Rocchi Guido, Fallani Francesco, Bracchetti Giovanni, Rapezzi Claudio, Ferlito Marinella, Levorato Maurizio, Reggiani Letizia Bacchi, Branzi Angelo
Institute of Cardiology, University of Bologna, S. Orsola University Hospital, Via Massarenti 9, 40138 Bologna, Italy.
Coron Artery Dis. 2003 May;14(3):239-45. doi: 10.1097/01.mca.0000065924.30342.38.
Power-Doppler imaging is a recently developed method for myocardial contrast echocardiography (MCE). It can selectively evaluate the signal coming from an ultrasound contrast agent, allowing myocardial perfusion studies.

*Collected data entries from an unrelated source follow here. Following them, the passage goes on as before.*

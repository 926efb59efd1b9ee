use chrono::NaiveDate;

use crate::AccountNumber;

const BIRTH_DATE_FORMAT: &str = "%d/%m/%Y";

/// Possible errors to occur while reading client profiles
#[derive(Debug, thiserror::Error, PartialEq, Eq)]
pub enum ProfileError {
    #[error("The client identifier is empty")]
    EmptyIdentifier,
    #[error("The birth date `{0}` is not formatted as dd/mm/yyyy")]
    BirthDate(String),
    #[error("The address `{0}` is not formatted as `street - district - city/state`")]
    Address(String),
}

/// The unique identifier of a client
///
/// Identifiers are national tax ids with all punctuation and whitespace
/// removed, so `123.456.789-00` and `12345678900` name the same client.
#[derive(Clone, Debug, serde::Serialize, serde::Deserialize, PartialEq, Eq, PartialOrd, Ord, Hash)]
#[serde(from = "String", into = "String")]
pub struct ClientId(String);

impl ClientId {
    pub fn normalize(raw: &str) -> Self {
        Self(
            raw.chars()
                .filter(|c| !c.is_ascii_punctuation() && !c.is_whitespace())
                .collect(),
        )
    }

    pub fn as_str(&self) -> &str {
        &self.0
    }

    pub fn is_empty(&self) -> bool {
        self.0.is_empty()
    }
}

impl From<String> for ClientId {
    fn from(raw: String) -> Self {
        Self::normalize(&raw)
    }
}

impl From<&str> for ClientId {
    fn from(raw: &str) -> Self {
        Self::normalize(raw)
    }
}

impl From<ClientId> for String {
    fn from(id: ClientId) -> Self {
        id.0
    }
}

impl std::fmt::Display for ClientId {
    fn fmt(&self, f: &mut std::fmt::Formatter<'_>) -> std::fmt::Result {
        f.write_str(&self.0)
    }
}

/// A postal address
#[derive(Clone, Debug, PartialEq, Eq)]
pub struct Address {
    pub street: String,
    pub district: String,
    pub city: String,
    pub state: String,
}

impl std::fmt::Display for Address {
    fn fmt(&self, f: &mut std::fmt::Formatter<'_>) -> std::fmt::Result {
        write!(f, "{} - {} - {}/{}", self.street, self.district, self.city, self.state)
    }
}

impl std::str::FromStr for Address {
    type Err = ProfileError;

    fn from_str(s: &str) -> Result<Self, Self::Err> {
        let invalid = || ProfileError::Address(s.to_owned());
        let filled = |part: &str| {
            let part = part.trim();
            (!part.is_empty()).then(|| part.to_owned())
        };

        let mut parts = s.splitn(3, " - ");
        let street = parts.next().and_then(filled).ok_or_else(invalid)?;
        let district = parts.next().and_then(filled).ok_or_else(invalid)?;
        let (city, state) = parts
            .next()
            .and_then(|rest| rest.rsplit_once('/'))
            .ok_or_else(invalid)?;

        Ok(Self {
            street,
            district,
            city: filled(city).ok_or_else(invalid)?,
            state: filled(state).ok_or_else(invalid)?,
        })
    }
}

/// The personal data a client registers with
#[derive(Clone, Debug, PartialEq, Eq)]
pub struct Profile {
    pub id: ClientId,
    pub name: String,
    pub birth_date: NaiveDate,
    pub address: Address,
}

impl Profile {
    /// Builds a profile from the raw values a client entered
    pub fn parse(id: &str, name: &str, birth_date: &str, address: &str) -> Result<Self, ProfileError> {
        let id = ClientId::normalize(id);
        if id.is_empty() {
            return Err(ProfileError::EmptyIdentifier);
        }

        let birth_date = NaiveDate::parse_from_str(birth_date.trim(), BIRTH_DATE_FORMAT)
            .map_err(|_| ProfileError::BirthDate(birth_date.to_owned()))?;

        Ok(Self {
            id,
            name: name.trim().to_owned(),
            birth_date,
            address: address.parse()?,
        })
    }
}

/// A registered client and the accounts they hold
#[derive(Clone, Debug)]
pub struct Client {
    profile: Profile,
    accounts: Vec<AccountNumber>,
}

impl Client {
    pub(crate) fn new(profile: Profile) -> Self {
        Self {
            profile,
            accounts: Vec::new(),
        }
    }

    pub fn id(&self) -> &ClientId {
        &self.profile.id
    }

    pub fn name(&self) -> &str {
        &self.profile.name
    }

    pub fn profile(&self) -> &Profile {
        &self.profile
    }

    /// The numbers of the client's accounts in the order they were opened
    pub fn accounts(&self) -> &[AccountNumber] {
        &self.accounts
    }

    pub(crate) fn add_account(&mut self, number: AccountNumber) {
        self.accounts.push(number);
    }
}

To compare the ability of power-Doppler MCE with stress-echo wall-motion and nuclear scan imaging (SPECT) to assess myocardial ischaemia during pharmacological stress, using coronary angiography as reference.
In 25 patients the three non-invasive imaging modalities were acquired during a single dipyridamole stress test (so as to avoid stress variations). Power-Doppler MCE was acquired using continuous intravenous infusion of Levovist. Echo wall-motion was acquired too. At peak stress 99Tc-Sestamibi was injected; stress SPECT images were acquired 30 min after injection.
Power-Doppler MCE and SPECT showed 84% concordance (21 of 25 patients; kappa=0.67) for detection of ischaemia. Concordance based on coronary artery territories for normal perfusion versus fixed defects versus reversible defects was 92% (69 of 75; kappa=0.81), with 100% for left anterior descending, 92% for right coronary artery and 84% for circumflex. Power-Doppler MCE had lower sensitivity than SPECT (89 versus 100%) but higher specificity (100 versus 88%) for identification of stenotic (> or = 70%) coronary arteries as assessed by angiography. Echo wall-motion analysis showed the lowest sensitivity (68%) with 100% specificity. Accuracy was 94% for both power-Doppler MCE and SPECT, and 83% for wall-motion analysis.
Power-Doppler MCE is a sensitive and specific method for identification of myocardial perfusion during pharmacological stress. Accuracy of power-Doppler MCE for stenotic coronary arteries appears to be slightly higher than stress-echo wall-motion and similar to SPECT.
能量多普勒成像技术是一种最新开发的用于心肌对比超声心动图(MCE)的方法。它能够选择性地评估来自超声造影剂的信号,从而进行心肌灌注研究。
以冠状动脉造影为参照,比较能量多普勒心肌对比超声心动图与负荷超声心动图室壁运动及核素扫描成像(SPECT)在药物负荷试验期间评估心肌缺血的能力。
对25例患者在单次双嘧达莫负荷试验期间进行三种非侵入性成像检查(以避免负荷差异)。采用持续静脉输注Levovist进行能量多普勒心肌对比超声心动图检查。同时采集室壁运动情况。在负荷高峰时注射99Tc-司他米比;注射后30分钟采集负荷SPECT图像。
能量多普勒心肌对比超声心动图与SPECT在检测缺血方面的一致性为84%(25例患者中的21例;kappa值=0.67)。基于冠状动脉区域,正常灌注、固定缺损与可逆缺损的一致性为92%(75个区域中的69个;kappa值=0.81),左前降支为100%,右冠状动脉为92%,回旋支为84%。在通过血管造影评估狭窄(≥70%)冠状动脉时,能量多普勒心肌对比超声心动图的敏感性低于SPECT(89%对100%),但特异性更高(100%对88%)。室壁运动分析显示敏感性最低(68%),特异性为100%。能量多普勒心肌对比超声心动图和SPECT的准确性均为94%,室壁运动分析为83%。
能量多普勒心肌对比超声心动图是一种在药物负荷试验期间识别心肌灌注的敏感且特异的方法。能量多普勒心肌对比超声心动图对狭窄冠状动脉的准确性似乎略高于负荷超声心动图室壁运动,与SPECT相似。